‘And now you have coffee too.’ Erin returns, resting her hand on my shoulder briefly as she passes me a mug. ‘You’re all set.’
Gosh, I’m feeling a spot of performance anxiety now, I don’t know if I can even remember how to cast on. Under, over, through. Under, over, through. I can hear my gran’s voice in my ear as clear as when I was eight years old. I take a gulp of coffee, my eyes skittering around the various knitting projects the women are working on. Brianne has a complicated white shawl on the go and Erin is making a silver-grey pompom, presumably to finish off a hat. I drink slowly, using the cover of their chat as a shield while I try to remember what to do. Dolores lowers the sleeve she’s working on every so often to shoot me a watchful look. I wish she wouldn’t, she’s not helping my brain fog. Ailsa tucks her blue hair behind her ears and reaches into a bag at her feet, pulling out fresh needles and some bright yellow yarn.
‘Almost forgot,’ she says. ‘I need to make another new patch for that stool Julia insists on not chucking away.’ She looks at me. ‘My wife has this stool as old as God’s dog in her painting studio, won’t sit on anything else.’
‘Another patch?’ Brianne says, surprised. ‘Sure, it must be more patches than cloth by now.’
Ailsa shrugs, throwing me a discreet wink as she picks up the fresh needles and yarn. And then I get it, and I pick up my needles and yarn too, mirroring her movements until my hands remember the moves for themselves again. Dolores glances up and I smile, proud of the stormy-grey row of stitches that have appeared on my needles. Ailsa shoots me a smile as she ducks to shove the beginnings of the yellow patch back into her bag.

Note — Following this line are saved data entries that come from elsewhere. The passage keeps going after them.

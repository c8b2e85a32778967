//! PDF processing module: the upstream step that turns a statement
//! document into text blocks.

mod extractor;

pub use extractor::PdfExtractor;

use crate::error::PdfError;

/// Result type for PDF operations.
pub type Result<T> = std::result::Result<T, PdfError>;

/// Trait for PDF processing implementations.
pub trait PdfProcessor {
    /// Load a PDF from bytes.
    fn load(&mut self, data: &[u8]) -> Result<()>;

    /// Get the number of pages in the PDF.
    fn page_count(&self) -> u32;

    /// Extract text from the entire PDF.
    fn extract_text(&self) -> Result<String>;

    /// Extract one text block per page, in page order.
    fn extract_blocks(&self) -> Result<Vec<String>>;
}
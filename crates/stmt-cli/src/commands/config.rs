//! Config command - manage configuration.

use std::fs;
use std::path::{Path, PathBuf};

use clap::{Args, Subcommand};
use console::style;
use tracing::debug;

use stmt_core::StmtConfig;

/// Arguments for the config command.
#[derive(Args)]
pub struct ConfigArgs {
    #[command(subcommand)]
    command: ConfigCommand,
}

#[derive(Subcommand)]
enum ConfigCommand {
    /// Show current configuration
    Show,

    /// Initialize a new configuration file
    Init(InitArgs),

    /// Get a specific configuration value
    Get {
        /// Configuration key (e.g., "extraction.min_quality")
        key: String,
    },

    /// Set a configuration value
    Set {
        /// Configuration key
        key: String,
        /// New value
        value: String,
    },

    /// Show configuration file path
    Path,
}

#[derive(Args)]
struct InitArgs {
    /// Output path for configuration file
    #[arg(short, long)]
    output: Option<PathBuf>,

    /// Overwrite existing file
    #[arg(long)]
    force: bool,
}

pub async fn run(args: ConfigArgs, config_path: Option<&str>) -> anyhow::Result<()> {
    let path = config_path.map(PathBuf::from).unwrap_or_else(default_config_path);

    match args.command {
        ConfigCommand::Show => show_config(&path),
        ConfigCommand::Init(init_args) => init_config(init_args, &path),
        ConfigCommand::Get { key } => get_config(&path, &key),
        ConfigCommand::Set { key, value } => set_config(&path, &key, &value),
        ConfigCommand::Path => show_path(&path),
    }
}

pub fn default_config_path() -> PathBuf {
    dirs::config_dir()
        .unwrap_or_else(|| PathBuf::from("."))
        .join("stmt")
        .join("config.json")
}

/// Load the configuration used by the parsing commands.
///
/// An explicit path must exist; the default location falls back to defaults.
pub fn load_config(config_path: Option<&str>) -> anyhow::Result<StmtConfig> {
    match config_path {
        Some(path) => Ok(StmtConfig::from_file(Path::new(path))?),
        None => {
            let path = default_config_path();
            if path.exists() {
                debug!("Loading config from {}", path.display());
                Ok(StmtConfig::from_file(&path)?)
            } else {
                Ok(StmtConfig::default())
            }
        }
    }
}

fn read_or_default(path: &Path) -> anyhow::Result<StmtConfig> {
    if path.exists() {
        Ok(StmtConfig::from_file(path)?)
    } else {
        Ok(StmtConfig::default())
    }
}

fn show_config(path: &Path) -> anyhow::Result<()> {
    if !path.exists() {
        println!(
            "{} No config file found, showing defaults.",
            style("ℹ").blue()
        );
    }
    let config = read_or_default(path)?;

    println!("{}", serde_json::to_string_pretty(&config)?);

    Ok(())
}

fn init_config(args: InitArgs, path: &Path) -> anyhow::Result<()> {
    let output_path = args.output.unwrap_or_else(|| path.to_path_buf());

    if output_path.exists() && !args.force {
        anyhow::bail!(
            "Config file already exists at {}. Use --force to overwrite.",
            output_path.display()
        );
    }

    if let Some(parent) = output_path.parent() {
        fs::create_dir_all(parent)?;
    }

    StmtConfig::default().save(&output_path)?;

    println!(
        "{} Created configuration file at {}",
        style("✓").green(),
        output_path.display()
    );

    Ok(())
}

fn get_config(path: &Path, key: &str) -> anyhow::Result<()> {
    let json = serde_json::to_value(read_or_default(path)?)?;

    let mut current = &json;
    for part in key.split('.') {
        current = current
            .get(part)
            .ok_or_else(|| anyhow::anyhow!("Configuration key not found: {}", key))?;
    }

    println!("{}", serde_json::to_string_pretty(current)?);

    Ok(())
}

fn set_config(path: &Path, key: &str, value: &str) -> anyhow::Result<()> {
    let config = read_or_default(path)?;
    if let Some(parent) = path.parent() {
        fs::create_dir_all(parent)?;
    }

    // Bare words such as issuer keys are taken as strings
    let parsed_value: serde_json::Value = serde_json::from_str(value)
        .unwrap_or_else(|_| serde_json::Value::String(value.to_string()));

    let mut json = serde_json::to_value(&config)?;
    let parts: Vec<&str> = key.split('.').collect();
    let Some((last, parents)) = parts.split_last() else {
        anyhow::bail!("Empty configuration key");
    };

    let mut current = &mut json;
    for part in parents {
        current = current
            .get_mut(*part)
            .ok_or_else(|| anyhow::anyhow!("Configuration path not found: {}", key))?;
    }
    match current.as_object_mut() {
        Some(obj) if obj.contains_key(*last) => {
            obj.insert((*last).to_string(), parsed_value.clone());
        }
        Some(_) => anyhow::bail!("Configuration key not found: {}", key),
        None => anyhow::bail!("Cannot set value at non-object path"),
    }

    let config: StmtConfig = serde_json::from_value(json)
        .map_err(|e| anyhow::anyhow!("Invalid value for {}: {}", key, e))?;
    config.save(path)?;

    println!(
        "{} Set {} = {}",
        style("✓").green(),
        key,
        serde_json::to_string(&parsed_value)?
    );

    Ok(())
}

fn show_path(path: &Path) -> anyhow::Result<()> {
    println!("Configuration file: {}", path.display());

    if path.exists() {
        println!("Status: {}", style("exists").green());
    } else {
        println!("Status: {}", style("not created").yellow());
        println!();
        println!("Run 'stmt config init' to create a configuration file.");
    }

    Ok(())
}
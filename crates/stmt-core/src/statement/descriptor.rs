//! Issuer format descriptors: declarative specs and their compiled form.

use std::collections::BTreeMap;

use serde::{Deserialize, Serialize};

use super::rules::{FieldRule, GrammarSpec, RuleSpec, TransactionGrammar};
use crate::error::DescriptorError;
use crate::models::statement::Field;

/// Declarative description of one issuer's statement layout.
///
/// This is the form descriptor files are written in; see
/// [`FormatDescriptor::compile`] for validation.
#[derive(Debug, Clone, PartialEq, Eq, Serialize, Deserialize)]
pub struct DescriptorSpec {
    /// Issuer key used for lookup (matched case-insensitively).
    pub key: String,

    /// Display name placed on extracted statements.
    pub display_name: String,

    /// Candidate rules per header field, most specific first.
    #[serde(default)]
    pub fields: BTreeMap<Field, Vec<RuleSpec>>,

    /// Grammar for one transaction line.
    pub transactions: GrammarSpec,
}

impl DescriptorSpec {
    pub fn new(
        key: impl Into<String>,
        display_name: impl Into<String>,
        transactions: GrammarSpec,
    ) -> Self {
        Self {
            key: key.into(),
            display_name: display_name.into(),
            fields: BTreeMap::new(),
            transactions,
        }
    }

    /// Set the candidate rules for a field.
    pub fn field(mut self, field: Field, rules: Vec<RuleSpec>) -> Self {
        self.fields.insert(field, rules);
        self
    }
}

/// A compiled descriptor. Immutable once built.
#[derive(Debug, Clone)]
pub struct FormatDescriptor {
    key: String,
    display_name: String,
    fields: BTreeMap<Field, Vec<FieldRule>>,
    transactions: TransactionGrammar,
}

impl FormatDescriptor {
    /// Compile and validate a spec.
    pub fn compile(spec: &DescriptorSpec) -> Result<Self, DescriptorError> {
        let key = spec.key.trim().to_lowercase();
        if key.is_empty() {
            return Err(DescriptorError::EmptyKey);
        }

        let mut fields = BTreeMap::new();
        for (field, rule_specs) in &spec.fields {
            let rules = rule_specs
                .iter()
                .map(|rule| {
                    FieldRule::compile(rule).map_err(|source| DescriptorError::Pattern {
                        issuer: key.clone(),
                        target: field.name().to_string(),
                        source,
                    })
                })
                .collect::<Result<Vec<_>, _>>()?;
            fields.insert(*field, rules);
        }

        let transactions = TransactionGrammar::compile(&key, &spec.transactions)?;

        Ok(Self {
            key,
            display_name: spec.display_name.clone(),
            fields,
            transactions,
        })
    }

    pub fn key(&self) -> &str {
        &self.key
    }

    pub fn display_name(&self) -> &str {
        &self.display_name
    }

    /// Candidate rules for a field, in declared order. Empty if none declared.
    pub fn rules(&self, field: Field) -> &[FieldRule] {
        self.fields.get(&field).map(Vec::as_slice).unwrap_or(&[])
    }

    /// Whether the descriptor declares at least one rule for the field.
    pub fn has_rules(&self, field: Field) -> bool {
        !self.rules(field).is_empty()
    }

    pub fn transactions(&self) -> &TransactionGrammar {
        &self.transactions
    }
}
//! cf-model: three-stock circular material-flow model.
//!
//! Raw material (MP) is transformed into product inventory (IP); sales and
//! losses feed a recyclable stock (MR) that is either reclaimed into raw
//! material, bounded by a recycling capacity, or disposed of. Virgin raw
//! material enters at a fixed rate that an optional crisis cuts back.

pub mod error;
pub mod model;
pub mod params;
pub mod rates;
pub mod scenario;
pub mod state;
pub mod trajectory;

pub use error::{ModelError, ModelResult};
pub use model::CircularFlowModel;
pub use params::{FlowParams, ParamDomain};
pub use rates::FlowRates;
pub use state::FlowState;
pub use trajectory::{Series, Trajectory, simulate, simulate_with, time_grid};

I don’t think Julia’s stool needed patching at all.
‘Scarf?’ Delta nods towards my needles.
I hadn’t got that far. ‘Umm, yes,’ I say. ‘Think so.’
‘Good,’ Carmen says. ‘My wool is the warmest on the island.’
Now I’m one hundred per cent certain she’s deliberately winding Dolores up.
‘Or we have a squares basket here,’ Brianne says, pointing to a wicker basket on the floor. ‘We all make a square every now and then and throw it in, and when we have enough, we make them up into a blanket.’ She picks out a couple to show me.
‘Oh, cool idea,’ I say. And what a cool circle of women, I think, so varied in age and life experience and attitude. I hadn’t given much thought to the islanders, but I guess I’d lazily imagined that the residents would fit into a certain type. Farmer-ish. Hearty. I hadn’t expected Delta’s tattoos or Brianne’s on-point cat-eye or Ailsa’s blue-tipped hair. I hadn’t planned on knitting either.
‘Do you do yoga?’ Erin asks. ‘I run classes if you fancy coming along.’
‘I might, thank you,’ I say, warmed by the coffee and sense of inclusion.
‘Will you be staying long?’ Carmen asks, peering at me over her glasses.
My mouth twists. ‘I don’t know, really. I’m booked for a month, but it’s all a bit up in the air with Mack over at the lodge too.’
‘Must be cosy,’ Delta says, coy. ‘You and Luke Skywalker squashed up together in that tiny place.’
‘Luke Skywalker?’ I say.
‘Bree said he looks like him,’ Delta laughs, poking Brianne, who turns pink.
‘I did not,’ she says hotly.
‘You definitely did,’ Delta insists. ‘In the pub, the other night.’
‘I think you mean Han Solo,’ I say, realizing the villagers have been discussing us over a pint.
‘Do I now?’ Delta’s lively green eyes flash. ‘Then I definitely need to call over and see you guys soon.’
‘You’ll do no such thing,’ Dolores chips in. ‘No grandchild of mine is being born on Wailing Hill.’
‘Is that the name of the hill by Otter Lodge?’ I say. I glance at Delta, remembering the first time we met.
Erin, the doctor’s wife, looks up from counting stitches. ‘There used to be a woman here called Clara, who’d shout herself hoarse up there every morning, some kind of wailing therapy she’d been taught in the Middle East.’
‘She died a while back,’ Delta says, mildly. ‘She was pretty ancient though, so maybe there was something in all that wailing after all.’ I get the feeling that she keeps her own visits to the hill to herself.
‘Not as old as me,’ Carmen sniffs. ‘And I’ve never felt inclined to wail in my life.’